Since last fall, New York has tallied 177 confirmed cases of measles, the largest outbreak the state has seen in decades. It began with infected travelers, arriving from parts of Israel and Europe where the highly contagious disease was spreading. In New York, that spread has largely been confined to ultra-Orthodox Jewish communities. As measles rippled through those insular religious communities, health officials ran into members who were wary of outsiders as well as those who harbor harmful myths and fears about vaccines. This included the completely false-yet-pernicious belief that the measles vaccine causes autism.
To quash the outbreak, health officials met with rabbis and pediatricians in the community, who in turned urged community members to be vigilant and, above all, get vaccinated, according to The New York Times. "Good people, great parents were terrified," Rabbi Yakov Horowitz, founder of Darchei Noam yeshiva in Monsey in Rockland County, told the Times. Despite the fears, he insisted parents vaccinate their children. "They felt that I was asking to give their children something that would harm them."
(Score: 2, Touché) by nitehawk214 on Friday January 18 2019, @10:57PM (5 children)
Seasonally outbreaks in communities with a lot of anti-vaxers.
"Don't you ever miss the days when you used to be nostalgic?" -Loiosh
(Score: 1, Interesting) by Anonymous Coward on Friday January 18 2019, @11:31PM (4 children)
The point is that if it is seasonal, it is always circulating. And there's like 20k cases of "measles-like" illness in the US every year caused by unknown virii, measles is ruled out due to negative antibody tests that dont even correlate with each other.
Walter A. Orenstein, Rafael Harpaz; Completeness of Measles Case Reporting: Review of Estimates for the United States, The Journal of Infectious Diseases, Volume 189, Issue Supplement_1, 1 May 2004, Pages S185–S190, https://doi.org/10.1086/378501 [doi.org]
http://www.ncbi.nlm.nih.gov/pubmed/17308917 [nih.gov]
(Score: 1, Troll) by realDonaldTrump on Saturday January 19 2019, @01:49PM (2 children)

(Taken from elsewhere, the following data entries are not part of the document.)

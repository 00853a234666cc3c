//! Runs a named pipeline over a payload.

use std::sync::Arc;

use tracing::trace;

use crate::error::Result;

use super::handler::{Next, SharedHandler};
use super::registry::{HandlerEntry, PipelineRegistry, RuntimeHandlers};

/// Dispatches payloads through the handlers of a [`PipelineRegistry`].
#[derive(Debug, Clone)]
pub struct PipelineRunner {
    registry: Arc<PipelineRegistry>,
}

impl PipelineRunner {
    /// Create a runner over `registry`.
    #[must_use]
    pub const fn new(registry: Arc<PipelineRegistry>) -> Self {
        Self { registry }
    }

    /// The underlying registry.
    #[must_use]
    pub const fn registry(&self) -> &Arc<PipelineRegistry> {
        &self.registry
    }

    /// Run the global handlers of `name`. Inactive pipelines return `data`
    /// untouched.
    ///
    /// # Errors
    ///
    /// Returns the first handler error; the remaining handlers do not run.
    pub async fn run<T: Send + 'static>(&self, name: &str, data: T) -> Result<T> {
        self.dispatch(name, data, &[]).await
    }

    /// Run `name` with global and per-call handlers merged into one chain.
    ///
    /// # Errors
    ///
    /// Returns the first handler error.
    pub async fn run_with<T: Send + 'static>(
        &self,
        name: &str,
        data: T,
        runtime: &RuntimeHandlers,
    ) -> Result<T> {
        self.dispatch(name, data, runtime.entries(name)).await
    }

    /// Same as [`run`](Self::run).
    ///
    /// # Errors
    ///
    /// Returns the first handler error.
    pub async fn run_if_active<T: Send + 'static>(&self, name: &str, data: T) -> Result<T> {
        self.run(name, data).await
    }

    async fn dispatch<T: Send + 'static>(
        &self,
        name: &str,
        data: T,
        runtime: &[HandlerEntry],
    ) -> Result<T> {
        if !self.registry.is_active(name) {
            trace!(pipeline = name, "pipeline inactive");
            return Ok(data);
        }

        let mut entries = self.registry.entries(name);
        entries.extend_from_slice(runtime);
        if entries.is_empty() {
            return Ok(data);
        }
        entries.sort_by_key(HandlerEntry::sort_key);

        let chain: Vec<SharedHandler<T>> = entries
            .iter()
            .filter_map(|entry| entry.downcast::<T>(name))
            .collect();

        tracing::debug!(pipeline = name, handlers = chain.len(), "running pipeline");
        Next::new(&chain).run(data).await
    }
}

#[cfg(test)]
#[allow(clippy::unwrap_used)]
mod tests {
    use super::*;
    use crate::error::Error;
    use crate::pipeline::handler::{PipelineHandler, PipelineHandlerExt, handler_fn};

    type Trail = Vec<&'static str>;

    fn push(tag: &'static str) -> impl PipelineHandler<Trail> {
        handler_fn(move |mut d: Trail| {
            d.push(tag);
            Ok(d)
        })
    }

    fn runner() -> PipelineRunner {
        PipelineRunner::new(Arc::new(PipelineRegistry::new()))
    }

    mod ordering {
        use super::*;

        #[tokio::test]
        async fn higher_priority_runs_first() {
            let runner = runner();
            runner.registry().register("p", push("low"), 1);
            runner.registry().register("p", push("high"), 10);
            runner.registry().register("p", push("low-2"), 1);

            let out = runner.run("p", Trail::new()).await.unwrap();
            assert_eq!(out, vec!["high", "low", "low-2"]);
        }

        #[tokio::test]
        async fn global_precedes_runtime_on_equal_priority() {
            let runner = runner();
            let mut runtime = RuntimeHandlers::new();
            runtime.register("p", push("runtime"), 5);
            runtime.register("p", push("runtime-high"), 20);
            runner.registry().register("p", push("global"), 5);

            let out = runner.run_with("p", Trail::new(), &runtime).await.unwrap();
            assert_eq!(out, vec!["runtime-high", "global", "runtime"]);
        }

        #[tokio::test]
        async fn runtime_handlers_only_apply_to_their_pipeline() {
            let runner = runner();
            let mut runtime = RuntimeHandlers::new();
            runtime.register("other", push("other"), 0);

            let out = runner.run_with("p", Trail::new(), &runtime).await.unwrap();
            assert!(out.is_empty());
        }
    }

    mod activation {
        use super::*;

        #[tokio::test]
        async fn inactive_pipeline_returns_input() {
            let runner = runner();
            runner.registry().register("p", push("a"), 0);
            runner.registry().set_active("p", false);

            let out = runner.run("p", vec!["in"]).await.unwrap();
            assert_eq!(out, vec!["in"]);

            let mut runtime = RuntimeHandlers::new();
            runtime.register("p", push("rt"), 0);
            let out = runner.run_with("p", vec!["in"], &runtime).await.unwrap();
            assert_eq!(out, vec!["in"]);
        }

        #[tokio::test]
        async fn undefined_pipeline_is_a_no_op() {
            let out = runner().run_if_active("nothing", vec!["in"]).await.unwrap();
            assert_eq!(out, vec!["in"]);
        }

        #[tokio::test]
        async fn conditional_handler_respects_predicate() {
            let runner = runner();
            runner
                .registry()
                .register("p", push("tagged").when(|d: &Trail| d.first() == Some(&"go")), 0);

            assert_eq!(runner.run("p", vec!["go"]).await.unwrap(), vec!["go", "tagged"]);
            assert_eq!(runner.run("p", vec!["stay"]).await.unwrap(), vec!["stay"]);
        }
    }

    mod failures {
        use super::*;

        #[tokio::test]
        async fn error_aborts_chain() {
            let runner = runner();
            runner.registry().register(
                "p",
                handler_fn(|_d: Trail| Err(Error::pipeline("p", "denied"))),
                10,
            );
            runner.registry().register("p", push("never"), 0);

            let err = runner.run("p", Trail::new()).await.unwrap_err();
            assert!(matches!(err, Error::Pipeline { .. }));
        }

        #[tokio::test]
        async fn mismatched_handlers_are_skipped() {
            let runner = runner();
            runner.registry().register("p", handler_fn(|n: u32| Ok(n * 2)), 10);
            runner.registry().register("p", push("kept"), 0);

            let out = runner.run("p", Trail::new()).await.unwrap();
            assert_eq!(out, vec!["kept"]);
            assert_eq!(runner.run("p", 21_u32).await.unwrap(), 42);
        }
    }
}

There's the measles-like. And, there's the polio-like. They say, "oh, look at the Polio going away!" Because, somebody gets Polio. Goes to the Doctor. And the Doctor, so many times, doesn't want to say Polio. And look very foolish. Because, hardly anybody gets Polio. Supposedly. So the Doctor says maybe M. S. or other things. Not Polio. And the so-called M. S. is going up and up. As the Polio, supposedly, goes down very low. It's a beautiful sight. If you don't know what's really happening there.

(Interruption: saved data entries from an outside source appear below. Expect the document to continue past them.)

//! Message types exchanged with the provider layer.
//!
//! This module defines the conversation format Atlas hands to providers,
//! following the chat completion API conventions.

use serde::{Deserialize, Serialize};
use serde_json::Value;

/// Role of a message in a conversation.
#[derive(Debug, Clone, Copy, PartialEq, Eq, Hash, Serialize, Deserialize)]
#[serde(rename_all = "lowercase")]
pub enum Role {
    /// System message providing instructions.
    System,
    /// User message.
    User,
    /// Assistant (model) message.
    Assistant,
    /// Tool result message.
    Tool,
}

impl Role {
    /// Get the string representation of the role.
    #[must_use]
    pub const fn as_str(&self) -> &'static str {
        match self {
            Self::System => "system",
            Self::User => "user",
            Self::Assistant => "assistant",
            Self::Tool => "tool",
        }
    }
}

/// A tool call requested by the model.
#[derive(Debug, Clone, PartialEq, Serialize, Deserialize)]
pub struct ToolCall {
    /// Unique identifier for the tool call.
    pub id: String,
    /// Name of the tool to call.
    pub name: String,
    /// Arguments, either a JSON object or a JSON-encoded string.
    pub arguments: Value,
}

impl ToolCall {
    /// Create a new tool call.
    #[must_use]
    pub fn new(id: impl Into<String>, name: impl Into<String>, arguments: Value) -> Self {
        Self {
            id: id.into(),
            name: name.into(),
            arguments,
        }
    }

    /// Returns the arguments as a JSON object, decoding string-encoded arguments.
    #[must_use]
    pub fn arguments_value(&self) -> Value {
        match &self.arguments {
            Value::String(raw) => serde_json::from_str(raw).unwrap_or(Value::Null),
            other => other.clone(),
        }
    }
}

/// A single message in a conversation.
#[derive(Debug, Clone, PartialEq, Serialize, Deserialize)]
pub struct Message {
    /// Author role.
    pub role: Role,

    /// Text content.
    #[serde(default, skip_serializing_if = "Option::is_none")]
    pub content: Option<String>,

    /// Tool calls requested by the assistant.
    #[serde(default, skip_serializing_if = "Option::is_none")]
    pub tool_calls: Option<Vec<ToolCall>>,

    /// Identifier of the tool call this message answers.
    #[serde(default, skip_serializing_if = "Option::is_none")]
    pub tool_call_id: Option<String>,
}

impl Default for Message {
    fn default() -> Self {
        Self::assistant("")
    }
}

impl Message {
    /// Create a message with a role and text content.
    #[must_use]
    pub fn new(role: Role, content: impl Into<String>) -> Self {
        Self {
            role,
            content: Some(content.into()),
            tool_calls: None,
            tool_call_id: None,
        }
    }

    /// Create a system message.
    #[must_use]
    pub fn system(content: impl Into<String>) -> Self {
        Self::new(Role::System, content)
    }

    /// Create a user message.
    #[must_use]
    pub fn user(content: impl Into<String>) -> Self {
        Self::new(Role::User, content)
    }

    /// Create an assistant message.
    #[must_use]
    pub fn assistant(content: impl Into<String>) -> Self {
        Self::new(Role::Assistant, content)
    }

    /// Create an assistant message that only carries tool calls.
    #[must_use]
    pub const fn assistant_tool_calls(tool_calls: Vec<ToolCall>) -> Self {
        Self {
            role: Role::Assistant,
            content: None,
            tool_calls: Some(tool_calls),
            tool_call_id: None,
        }
    }

    /// Create a tool result message.
    #[must_use]
    pub fn tool(tool_call_id: impl Into<String>, content: impl Into<String>) -> Self {
        Self {
            role: Role::Tool,
            content: Some(content.into()),
            tool_calls: None,
            tool_call_id: Some(tool_call_id.into()),
        }
    }

    /// Returns the text content, if any.
    #[must_use]
    pub fn text(&self) -> Option<String> {
        self.content.clone()
    }

    /// Returns `true` if the message requests tool calls.
    #[must_use]
    pub fn has_tool_calls(&self) -> bool {
        self.tool_calls.as_ref().is_some_and(|calls| !calls.is_empty())
    }
}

And by the way, A. D. E. M. Not the Bible guy. This one is the disease that people get after they get the Polio shot. They don't call it Polio. But it eats and eats and eats at your Brains & Nerves. So horrible!!!
(Score: 1, Informative) by Anonymous Coward on Saturday January 19 2019, @02:05PM (1 child)
http://pediatrics.aappublications.org/content/135/Supplement_1/S16.2 [aappublications.org]
https://www.thehindu.com/opinion/op-ed/is-india-actually-free-of-polio/article7945687.ece [thehindu.com]
(Score: 1) by khallow on Monday January 21 2019, @03:07PM
"Clinically" is not good enough. If it's not an actual infection by polio virus, then it's not polio. As with measles, there are other illnesses that can mimic polio, and these need not be infectious. Plus, in a country of over a billion people with a sudden increase in concern and awareness of polio-like illnesses, they're going to see a bunch of them.
(Score: 1) by khallow on Monday January 21 2019, @03:02PM
Sorry that is a fallacy in more than one way. Just because someone orders a test for measles-like symptoms doesn't mean that a virus was the cause. And you're still way, way shy of the number of observed cases of measles prior to 1960 even if we choose to pretend that all those cases would be reported as measles prior to 1960. On the second link, there's nothing relevant (this would be the non sequitur fallacy). A common measles test has a slight false negative rate. They're not going to miss 20k cases of measles as a result.